[[ Exercise inputs open ]]

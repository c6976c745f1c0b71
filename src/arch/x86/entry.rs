//! Stubs de Interrupção em Assembly (i386).
//!
//! Cada vetor tem um stub que normaliza a stack (código de erro falso quando
//! a CPU não empilha um), empilha o número do vetor e salta para o stub comum.
//! O stub comum monta o `TrapFrame`, chama o despachante Rust e retoma a
//! execução a partir do frame que ele devolver.

use crate::arch::x86::idt::{Idt, GATE_KERNEL_INT32, GATE_USER_INT32};
use crate::interrupts::{IRQ_BASE, IRQ_COUNT, SYSCALL_VECTOR};
use core::arch::global_asm;
use spin::Once;

global_asm!(
    r#"
.macro ISR_NOERR num
.global ember_isr\num
ember_isr\num:
    push 0
    push \num
    jmp ember_isr_common
.endm

.macro ISR_ERR num
.global ember_isr\num
ember_isr\num:
    push \num
    jmp ember_isr_common
.endm

.macro IRQ_STUB irq
.global ember_irq\irq
ember_irq\irq:
    push 0
    push (32 + \irq)
    jmp ember_irq_common
.endm

.macro TRAP_COMMON name, handler
\name:
    pusha
    push ds
    push es
    push fs
    push gs
    mov ax, 0x10
    mov ds, ax
    mov es, ax
    mov fs, ax
    mov gs, ax
    push esp
    call \handler
    mov esp, eax
    pop gs
    pop fs
    pop es
    pop ds
    popa
    add esp, 8
    iretd
.endm

.section .text
ISR_NOERR 0
ISR_NOERR 1
ISR_NOERR 2
ISR_NOERR 3
ISR_NOERR 4
ISR_NOERR 5
ISR_NOERR 6
ISR_NOERR 7
ISR_ERR   8
ISR_NOERR 9
ISR_ERR   10
ISR_ERR   11
ISR_ERR   12
ISR_ERR   13
ISR_ERR   14
ISR_NOERR 15
ISR_NOERR 16
ISR_ERR   17
ISR_NOERR 18
ISR_NOERR 19
ISR_NOERR 20
ISR_ERR   21
ISR_NOERR 22
ISR_NOERR 23
ISR_NOERR 24
ISR_NOERR 25
ISR_NOERR 26
ISR_NOERR 27
ISR_NOERR 28
ISR_ERR   29
ISR_ERR   30
ISR_NOERR 31
ISR_NOERR 128

IRQ_STUB 0
IRQ_STUB 1
IRQ_STUB 2
IRQ_STUB 3
IRQ_STUB 4
IRQ_STUB 5
IRQ_STUB 6
IRQ_STUB 7
IRQ_STUB 8
IRQ_STUB 9
IRQ_STUB 10
IRQ_STUB 11
IRQ_STUB 12
IRQ_STUB 13
IRQ_STUB 14
IRQ_STUB 15

TRAP_COMMON ember_isr_common, isr_handler
TRAP_COMMON ember_irq_common, irq_handler

.section .rodata
.balign 4
.global ember_isr_table
ember_isr_table:
    .long ember_isr0, ember_isr1, ember_isr2, ember_isr3
    .long ember_isr4, ember_isr5, ember_isr6, ember_isr7
    .long ember_isr8, ember_isr9, ember_isr10, ember_isr11
    .long ember_isr12, ember_isr13, ember_isr14, ember_isr15
    .long ember_isr16, ember_isr17, ember_isr18, ember_isr19
    .long ember_isr20, ember_isr21, ember_isr22, ember_isr23
    .long ember_isr24, ember_isr25, ember_isr26, ember_isr27
    .long ember_isr28, ember_isr29, ember_isr30, ember_isr31

.global ember_irq_table
ember_irq_table:
    .long ember_irq0, ember_irq1, ember_irq2, ember_irq3
    .long ember_irq4, ember_irq5, ember_irq6, ember_irq7
    .long ember_irq8, ember_irq9, ember_irq10, ember_irq11
    .long ember_irq12, ember_irq13, ember_irq14, ember_irq15

.section .text
"#
);

extern "C" {
    static ember_isr_table: [u32; 32];
    static ember_irq_table: [u32; IRQ_COUNT as usize];
    fn ember_isr128();
}

static IDT: Once<Idt> = Once::new();

/// Monta a IDT com todos os stubs e a carrega na CPU.
///
/// # Safety
///
/// Deve ser chamado uma única vez, no boot, com interrupções desabilitadas
/// e a GDT do kernel (seletores 0x08/0x10) já carregada.
pub unsafe fn init_idt() {
    let idt = IDT.call_once(|| {
        let mut idt = Idt::new();

        for (vector, stub) in ember_isr_table.iter().enumerate() {
            idt.set_entry(vector as u8, *stub, GATE_KERNEL_INT32);
        }
        for (irq, stub) in ember_irq_table.iter().enumerate() {
            idt.set_entry(IRQ_BASE + irq as u8, *stub, GATE_KERNEL_INT32);
        }
        idt.set_entry(SYSCALL_VECTOR, ember_isr128 as usize as u32, GATE_USER_INT32);

        idt
    });

    idt.load();
    crate::kinfo!("(Arch) IDT carregada");
}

[[ Exercise inputs closed ]]

## [Task statement]
Extract the data in full. Keep it word for word.

## [Reply to the exercise]
repository c6976c745f1c0b71
filename src/arch/x86/entry.rs
//! Stubs de Interrupção em Assembly (i386).
//!
//! Cada vetor tem um stub que normaliza a stack (código de erro falso quando
//! a CPU não empilha um), empilha o número do vetor e salta para o stub comum.
//! O stub comum monta o `TrapFrame`, chama o despachante Rust e retoma a
//! execução a partir do frame que ele devolver.

use crate::arch::x86::idt::{Idt, GATE_KERNEL_INT32, GATE_USER_INT32};
use crate::interrupts::{IRQ_BASE, IRQ_COUNT, SYSCALL_VECTOR};
use core::arch::global_asm;
use spin::Once;

global_asm!(
    r#"
.macro ISR_NOERR num
.global ember_isr\num
ember_isr\num:
    push 0
    push \num
    jmp ember_isr_common
.endm

.macro ISR_ERR num
.global ember_isr\num
ember_isr\num:
    push \num
    jmp ember_isr_common
.endm

.macro IRQ_STUB irq
.global ember_irq\irq
ember_irq\irq:
    push 0
    push (32 + \irq)
    jmp ember_irq_common
.endm

.macro TRAP_COMMON name, handler
\name:
    pusha
    push ds
    push es
    push fs
    push gs
    mov ax, 0x10
    mov ds, ax
    mov es, ax
    mov fs, ax
    mov gs, ax
    push esp
    call \handler
    mov esp, eax
    pop gs
    pop fs
    pop es
    pop ds
    popa
    add esp, 8
    iretd
.endm

.section .text
ISR_NOERR 0
ISR_NOERR 1
ISR_NOERR 2
ISR_NOERR 3
ISR_NOERR 4
ISR_NOERR 5
ISR_NOERR 6
ISR_NOERR 7
ISR_ERR   8
ISR_NOERR 9
ISR_ERR   10
ISR_ERR   11
ISR_ERR   12
ISR_ERR   13
ISR_ERR   14
ISR_NOERR 15
ISR_NOERR 16
ISR_ERR   17
ISR_NOERR 18
ISR_NOERR 19
ISR_NOERR 20
ISR_ERR   21
ISR_NOERR 22
ISR_NOERR 23
ISR_NOERR 24
ISR_NOERR 25
ISR_NOERR 26
ISR_NOERR 27
ISR_NOERR 28
ISR_ERR   29
ISR_ERR   30
ISR_NOERR 31
ISR_NOERR 128

IRQ_STUB 0
IRQ_STUB 1
IRQ_STUB 2
IRQ_STUB 3
IRQ_STUB 4
IRQ_STUB 5
IRQ_STUB 6
IRQ_STUB 7
IRQ_STUB 8
IRQ_STUB 9
IRQ_STUB 10
IRQ_STUB 11
IRQ_STUB 12
IRQ_STUB 13
IRQ_STUB 14
IRQ_STUB 15

TRAP_COMMON ember_isr_common, isr_handler
TRAP_COMMON ember_irq_common, irq_handler

.section .rodata
.balign 4
.global ember_isr_table
ember_isr_table:
    .long ember_isr0, ember_isr1, ember_isr2, ember_isr3
    .long ember_isr4, ember_isr5, ember_isr6, ember_isr7
    .long ember_isr8, ember_isr9, ember_isr10, ember_isr11
    .long ember_isr12, ember_isr13, ember_isr14, ember_isr15
    .long ember_isr16, ember_isr17, ember_isr18, ember_isr19
    .long ember_isr20, ember_isr21, ember_isr22, ember_isr23
    .long ember_isr24, ember_isr25, ember_isr26, ember_isr27
    .long ember_isr28, ember_isr29, ember_isr30, ember_isr31

.global ember_irq_table
ember_irq_table:
    .long ember_irq0, ember_irq1, ember_irq2, ember_irq3
    .long ember_irq4, ember_irq5, ember_irq6, ember_irq7
    .long ember_irq8, ember_irq9, ember_irq10, ember_irq11
    .long ember_irq12, ember_irq13, ember_irq14, ember_irq15

.section .text
"#
);

extern "C" {
    static ember_isr_table: [u32; 32];
    static ember_irq_table: [u32; IRQ_COUNT as usize];
    fn ember_isr128();
}

static IDT: Once<Idt> = Once::new();

/// Monta a IDT com todos os stubs e a carrega na CPU.
///
/// # Safety
///
/// Deve ser chamado uma única vez, no boot, com interrupções desabilitadas
/// e a GDT do kernel (seletores 0x08/0x10) já carregada.
pub unsafe fn init_idt() {
    let idt = IDT.call_once(|| {
        let mut idt = Idt::new();

        for (vector, stub) in ember_isr_table.iter().enumerate() {
            idt.set_entry(vector as u8, *stub, GATE_KERNEL_INT32);
        }
        for (irq, stub) in ember_irq_table.iter().enumerate() {
            idt.set_entry(IRQ_BASE + irq as u8, *stub, GATE_KERNEL_INT32);
        }
        idt.set_entry(SYSCALL_VECTOR, ember_isr128 as usize as u32, GATE_USER_INT32);

        idt
    });

    idt.load();
    crate::kinfo!("(Arch) IDT carregada");
}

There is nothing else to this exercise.